The validation of the SPE-GC-MS(SIM) method

For the validation of the method, the latest version of the IUPAC (International Union of Pure and Applied Chemistry) guidelines for single-laboratory validation of methods of analysis (IUPAC 2002) suited the purpose of this study, with the support of general EURACHEM guidelines (CITAC/EURACHEM 2002). The validation was performed using the matrix-matched method by spiking the deionized water samples (test portion 100 mL, HA concentration of 5 mg/L) with the BPs to obtain the following concentrations: 1000 ng/L, 500 ng/L, 100 ng/L, 50 ng/L, 10 ng/L, 5 ng/L, 1 ng/L, 0.5 ng/L, 0.1 ng/L in duplicate during the same day. The IS was added to each of the samples with the same concentration. Then, SPE was performed according to the 3HA protocol (Table 1). The obtained calibration curves were used for the quantification of BPs in WW and SW samples.

Quality assurance (QA) was performed using a suitable laboratory environment, skilled staff, the calibration and tuning of equipment, and generally good laboratory practice (following EURACHEM (CITAC/EURACHEM 2002)). Quality control (QC) was performed by the analysis of blanks, spiked samples, and duplicates. In order to verify the SPE-GC-MS(SIM) method, the following parameters/characteristics were determined—applicability, selectivity, trueness, and precision.
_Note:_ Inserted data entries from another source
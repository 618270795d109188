/// Listing copy, screenshot captions and the asset pack README

use std::fmt::Write as _;
use std::path::{Path, PathBuf};

use log::info;

use crate::catalog::ShotSpec;
use crate::pipeline::write_text;
use crate::{AssetConfig, Result, SHOTS};

const LISTING: &str = "# App Store Listing Draft - Petrol Log

## App Name
Petrol Log

## Subtitle (<= 30 chars)
Fuel Tracker and Mileage

## Promotional Text (<= 170 chars)
Track every fuel stop in seconds and keep your mileage, spend, and refill rhythm visible at all times with a clean interface built for daily driving.

## Keywords (<= 100 chars)
fuel tracker,mileage,gas log,car expenses,odometer,petrol,cost tracking,refill

## Description
Petrol Log is a minimal fuel tracker for drivers who care about clean records and accurate insights.

What you can do:
- Log each fill with date, odometer, cost, and notes.
- Review efficiency and refill intervals automatically.
- Analyze monthly fuel spending and mileage trends.
- Use Refuel Radar to estimate your next refill window and projected cost.
- Keep everything in your preferred currency and theme.

Built for speed, clarity, and long-term tracking.
";

pub fn listing() -> &'static str {
    LISTING
}

/// Numbered title and subtitle of every shot, in render order.
pub fn captions(shots: &[ShotSpec]) -> String {
    let mut out = String::from("# Screenshot Caption Set\n");
    for (index, shot) in shots.iter().enumerate() {
        let _ = write!(out, "\n{}. {}\n{}\n", index + 1, shot.title, shot.subtitle);
    }
    out
}

/// Manifest of the generated pack, with paths relative to the project root.
pub fn readme(config: &AssetConfig) -> String {
    let mut out = String::from("# Generated Asset Pack\n\n## Icon\n");
    for path in [config.master_icon_path(), config.preview_path()] {
        let _ = writeln!(out, "- {}", config.display_path(&path));
    }

    out.push_str("\n## App Store Screenshots\n");
    for tier in &config.tiers {
        let dir = config.screenshot_dir.join(&tier.name);
        let _ = writeln!(out, "- {}/", config.display_path(&dir));
    }

    out.push_str("\n## Launcher Icons Updated In Project\n");
    let _ = writeln!(out, "- {}", config.display_path(&config.iconset_dir().join("*")));
    if let Some(pattern) = common_pattern(config, &config.android_icons, "mipmap-*") {
        let _ = writeln!(out, "- {pattern}");
    }
    if let Some(pattern) = common_pattern(config, &config.web_icons, "Icon-*.png") {
        let _ = writeln!(out, "- {pattern}");
    }

    out.push_str("\n## Notes\n");
    out.push_str("- Generated from one brand master icon for consistency.\n");
    if config.tiers.iter().any(|t| t.wide) {
        out.push_str("- iPad screenshots included because the current app supports iPad.\n");
    }
    let _ = writeln!(out, "- Brand icon source: {}", config.display_path(&config.source_icon));
    out
}

/// Collapse a family of launcher icons into one glob line.
///
/// Android icons differ by their density directory, web icons by file name;
/// `glob` replaces whichever component varies.
fn common_pattern(config: &AssetConfig, paths: &[PathBuf], glob: &str) -> Option<String> {
    let first = paths.first()?;
    let pattern: PathBuf = if glob.contains('.') {
        first.parent().unwrap_or(Path::new("")).join(glob)
    } else {
        let dir = first.parent()?;
        dir.parent()?.join(glob).join(first.file_name()?)
    };
    Some(config.display_path(&pattern).into_owned())
}

/// Write the three markdown documents.
pub fn write_metadata(config: &AssetConfig) -> Result<Vec<PathBuf>> {
    let files = [
        (config.metadata_dir.join("app_store_listing.md"), listing().to_string()),
        (config.metadata_dir.join("screenshot_captions.md"), captions(&SHOTS)),
        (config.output_dir.join("README.md"), readme(config)),
    ];
    let mut written = Vec::with_capacity(files.len());
    for (path, text) in files {
        write_text(&text, &path)?;
        written.push(path);
    }
    info!("Wrote listing metadata to {}", config.metadata_dir.display());
    Ok(written)
}

#[cfg(test)]
mod tests {
    use super::*;

    #[test]
    fn captions_follow_shot_order() {
        let text = captions(&SHOTS);
        assert!(text.starts_with("# Screenshot Caption Set\n\n1. Log Fuel Stops In Seconds\n"));
        assert!(text.contains("\n3. Never Miss A Refill\nRefuel Radar projects your next stop and expected spend.\n"));
        assert!(text.ends_with("5. Tune It To Your Region\nSet fuel price, currency, and appearance in a few taps.\n"));
    }

    #[test]
    fn readme_lists_project_relative_paths() {
        let config = AssetConfig::for_project("/proj");
        let text = readme(&config);
        assert!(text.contains("- output/app_store/icon/petrol_log_icon_1024.png\n"));
        assert!(text.contains("- output/app_store/screenshots/iphone_6.7/\n"));
        assert!(text.contains("- output/app_store/screenshots/ipad_13/\n"));
        assert!(text.contains("- ios/Runner/Assets.xcassets/AppIcon.appiconset/*\n"));
        assert!(text.contains("- android/app/src/main/res/mipmap-*/ic_launcher.png\n"));
        assert!(text.contains("- web/icons/Icon-*.png\n"));
        assert!(text.contains("- Brand icon source: assets/branding/app_icon_source.png\n"));
        assert!(text.contains("iPad screenshots included"));
    }

    #[test]
    fn readme_follows_configured_tiers() {
        let mut config = AssetConfig::for_project("/proj");
        config.tiers.retain(|t| !t.wide);
        let text = readme(&config);
        assert!(!text.contains("ipad_13"));
        assert!(!text.contains("iPad screenshots"));
    }

    #[test]
    fn listing_is_fixed_copy() {
        assert!(listing().starts_with("# App Store Listing Draft - Petrol Log\n"));
        assert!(listing().contains("## Keywords (<= 100 chars)\n"));
    }
}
The applicability of the new method was the screening of a whole-water analysis of concentrations of mixtures of BPs (MDL 0.3–1.7 ng/L) in natural waters and wastewater. The selectivity description is as follows: the organic compounds dissolved in water have no impact on quantification; in the blank sample, BPA can be found, with a negligible impact on quantification. Accuracy was determined by trueness and the calculation of precision. Trueness was proved by the spiking/recovery method (no reference material available). Precision was calculated as the relative standard deviation (RSD, %) of concentrations found after the repetition of spiking. The matrix variation was tested by the spiking/recovery of deionized water, and raw and treated WW. The method specificity is the analysis of bisphenol-type compounds in the presence of other substances from this group.

For the method quantification limit (MQL), the following parameters were used: the lowest concentration with precision lower than 5% and method recovery between 70 and 130%, while for the method detection limit (MDL): MDL = MQL/3 + signal to noise ratio 3:1. Before each sequence of analysis, a blank (deionized water without the addition of BPs) was analyzed to track the residual of the concentration of BPs in solvents and the reagent use.
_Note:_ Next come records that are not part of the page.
/// Layout primitives: integer rectangles, greedy word wrap, centered line stacks

use image::Rgba;

use crate::rendering::paint::PaintCommand;
use crate::rendering::text::Typeface;

#[derive(Debug, Clone, Copy, PartialEq, Eq)]
pub struct Rect {
    pub x: i32,
    pub y: i32,
    pub width: u32,
    pub height: u32,
}

impl Rect {
    pub fn new(x: i32, y: i32, width: u32, height: u32) -> Self {
        Self { x, y, width, height }
    }

    /// Build from a `(x0, y0)`-`(x1, y1)` box; inverted boxes collapse to zero size.
    pub fn from_corners(x0: i32, y0: i32, x1: i32, y1: i32) -> Self {
        Self {
            x: x0,
            y: y0,
            width: (x1 - x0).max(0) as u32,
            height: (y1 - y0).max(0) as u32,
        }
    }

    pub fn right(&self) -> i32 {
        self.x + self.width as i32
    }

    pub fn bottom(&self) -> i32 {
        self.y + self.height as i32
    }

    pub fn translate(&self, dx: i32, dy: i32) -> Self {
        Self {
            x: self.x + dx,
            y: self.y + dy,
            ..*self
        }
    }

    pub fn inflate(&self, by: u32) -> Self {
        Self {
            x: self.x - by as i32,
            y: self.y - by as i32,
            width: self.width + by * 2,
            height: self.height + by * 2,
        }
    }

    /// Overlap of two rects, `None` when they do not intersect.
    pub fn intersect(&self, other: &Rect) -> Option<Rect> {
        let x0 = self.x.max(other.x);
        let y0 = self.y.max(other.y);
        let x1 = self.right().min(other.right());
        let y1 = self.bottom().min(other.bottom());
        if x1 <= x0 || y1 <= y0 {
            return None;
        }
        Some(Rect::from_corners(x0, y0, x1, y1))
    }
}

/// Greedy word wrap.
///
/// Words are appended to the current line while `measure(line)` stays within
/// `max_width`; the overflowing word starts the next line. A single word wider
/// than `max_width` is kept whole on its own line.
pub fn wrap_text<F>(text: &str, max_width: u32, measure: F) -> Vec<String>
where
    F: Fn(&str) -> u32,
{
    let mut words = text.split_whitespace();
    let Some(first) = words.next() else {
        return Vec::new();
    };

    let mut lines = Vec::new();
    let mut current = first.to_string();
    for word in words {
        let candidate = format!("{current} {word}");
        if measure(&candidate) <= max_width {
            current = candidate;
        } else {
            lines.push(std::mem::replace(&mut current, word.to_string()));
        }
    }
    lines.push(current);
    lines
}

/// A run of wrapped lines in one face and color.
#[derive(Debug, Clone)]
pub struct TextBlock<'a> {
    pub lines: &'a [String],
    pub face: &'a Typeface,
    pub px: f32,
    pub color: Rgba<u8>,
    pub line_gap: u32,
}

/// Lay out `block` horizontally centered on `center_x` starting at `top`.
///
/// Returns the text commands and the y coordinate just below the last line
/// (including its trailing gap).
pub fn center_lines(block: &TextBlock<'_>, center_x: i32, top: i32) -> (Vec<PaintCommand>, i32) {
    let mut y = top;
    let mut commands = Vec::with_capacity(block.lines.len());
    for line in block.lines {
        let extent = block.face.measure(line, block.px);
        commands.push(PaintCommand::Text {
            x: center_x - extent.width as i32 / 2,
            y,
            text: line.clone(),
            face: block.face.clone(),
            px: block.px,
            color: block.color,
        });
        y += extent.height as i32 + block.line_gap as i32;
    }
    (commands, y)
}
//! Artist name heuristics: tag metadata first, then filename patterns, then
//! the first folder of the relative path.

use std::sync::OnceLock;

use common::{strip_extension, UNKNOWN_ARTIST};
use regex::Regex;

const INVALID_ARTIST_WORDS: [&str; 14] = [
    "track",
    "unknown",
    "various",
    "va",
    "compilation",
    "soundtrack",
    "ost",
    "original",
    "audio",
    "music",
    "untitled",
    "none",
    "n/a",
    "null",
];

/// Ordered from most to least specific. A leading track number must be
/// consumed before the generic "Artist - Title" split gets a chance.
fn filename_patterns() -> &'static [Regex; 3] {
    static PATTERNS: OnceLock<[Regex; 3]> = OnceLock::new();
    PATTERNS.get_or_init(|| {
        [
            // "01 - Artist - Title", "01. Artist - Title"
            Regex::new(r"^\d+[.\-\s]+(.+?)\s*-\s*(.+)$").expect("track pattern"),
            // "Artist_-_Title"
            Regex::new(r"^(.+?)_-_(.+)$").expect("underscore pattern"),
            // "Artist - Title"
            Regex::new(r"^(.+?)\s*-\s*(.+)$").expect("artist pattern"),
        ]
    })
}

pub fn best_artist(metadata_artist: Option<&str>, filename: &str, folder_path: &str) -> String {
    if let Some(artist) = metadata_artist.map(str::trim) {
        if !artist.is_empty()
            && !artist.eq_ignore_ascii_case("unknown")
            && is_valid_artist_name(artist)
        {
            return artist.to_string();
        }
    }

    if let Some(artist) = artist_from_filename(filename) {
        return artist;
    }

    if let Some(artist) = artist_from_folder_path(folder_path) {
        return artist;
    }

    UNKNOWN_ARTIST.to_string()
}

pub fn artist_from_filename(filename: &str) -> Option<String> {
    let clean_name = strip_extension(filename).trim();

    for pattern in filename_patterns() {
        let Some(captures) = pattern.captures(clean_name) else {
            continue;
        };
        let Some(group) = captures.get(1) else {
            continue;
        };
        let artist = clean_artist_name(group.as_str());
        if !artist.is_empty() && is_valid_artist_name(&artist) {
            return Some(artist);
        }
    }

    None
}

/// Treats the first folder below the scan root as the artist
/// ("Artist/Album/Track.mp3").
pub fn artist_from_folder_path(folder_path: &str) -> Option<String> {
    let first = folder_path.split('/').find(|part| !part.trim().is_empty())?;
    let artist = clean_artist_name(first);
    if !artist.is_empty() && is_valid_artist_name(&artist) {
        Some(artist)
    } else {
        None
    }
}

pub fn is_valid_artist_name(name: &str) -> bool {
    let normalized = name.to_lowercase();

    if normalized.chars().count() < 2 {
        return false;
    }

    if normalized.chars().all(|c| c.is_ascii_digit()) {
        return false;
    }

    !INVALID_ARTIST_WORDS.iter().any(|word| {
        normalized == *word
            || normalized
                .strip_prefix(word)
                .is_some_and(|rest| rest.starts_with(' '))
    })
}

/// Genre cache key for an artist. Idempotent.
pub fn normalize_artist_name(artist: &str) -> String {
    artist
        .to_lowercase()
        .split_whitespace()
        .collect::<Vec<_>>()
        .join(" ")
        .replace('&', "and")
}

/// True when an artist string carries no usable identity.
pub fn is_unknown_artist(artist: &str) -> bool {
    let trimmed = artist.trim();
    trimmed.is_empty() || trimmed.eq_ignore_ascii_case(UNKNOWN_ARTIST)
}

fn clean_artist_name(value: &str) -> String {
    value
        .replace('_', " ")
        .split_whitespace()
        .collect::<Vec<_>>()
        .join(" ")
}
In addition to the validation of the SPE-GC/MS(SIM) method, the validation of only the instrumental analysis (without the extraction step) was performed to present the GC/MS possibilities in order of each of the twelve target BPs.

The screening of bisphenols in surface water and wastewaters

The validated method was tested by the determination of BPs in raw and treated WWs sampled from three WWTPs in north Poland and from surface water (SW) in Gdansk streams and reservoirs. Gdańsk-Wschód WWTP is the biggest in the region with mechanical, biological, and chemical treatment technology (capacity 120,000 m3/day). The WWTP located in Gniewino is small but also with the same technology (capacity 850 m3/day). The WWTP in Swarzewo is a small plant with an SBR (sequencing batch reactor, capacity 7000 m3/day). The 24-h accumulated samples were collected in PE containers in December 2019.

The four grab samples of SW (100 mL of each) were collected in the city of Gdansk (the map of sampling points is presented in Fig. S2, Supplementary Information) in January 2020. Sample 1 was taken from Oruński Stream, sample 2 from Kozacki Stream, and both streams flow into the Świętokrzyska I retention tank, the outflow from which sample 3 was taken. The water flows from the Świętokrzyska I tank to the Świętokrzyska II retention tank, and the water was also taken from the outflow of this reservoir (sample 4). The water from this reservoir ends in a bigger river and finally in the Baltic Sea. The mentioned streams and reservoirs are located inside the city, and their main role is to collect storm water, thereby the presence of BPs is suspected. Furthermore, the Kozacki Stream is partially located under a municipal landfill.

Results and discussion

Qualitative and quantitative analysis of BPs by GC-MS

Each of the tested analytes and the internal standard (IS) were analyzed with and without derivatization. Three bisphenol A-based compounds—BPA-DMC, BPA-DGE, and BPA-DAC—cannot be derivatized by BSTFA, as they do not possess active hydrogen for replacement via silylation. For them, the chromatographic signal areas were similar when they were dissolved in toluene (without derivatization) or the BSTFA reagent. The rest of the analytes did not give signals in samples not subjected to derivatization. In the literature, a method of BPA analysis by GC without derivatization can be found (del Olmo et al. 1997; D.A. Markham et al. 1998; Oca et al. 2013), but using a cool injection technique, such as a programmed-temperature vaporizer or a cool on-column injector. In a modern split-splitless (S/SL) injection of a natural sample extract, it would be problematic to inject into a cool injector. Furthermore, the limits of detection of TMS derivatives are mostly lower than those for underivatized analytes (Caban et al. 2013b). For example, the detection limit obtained in our study was ng/L, while being 1000 times higher (μg/L) for a cool on-column injection of underivatized samples (D.A. Markham et al. 1998) and for the injection of underivatized samples into an S/SL injector heated to 200 °C (del Olmo et al. 1997). The analysis of BPA as a derivative of tert-butyldimethylsilyl (Durán-Alvarez et al. 2009) gives similar limits of detection as in our study.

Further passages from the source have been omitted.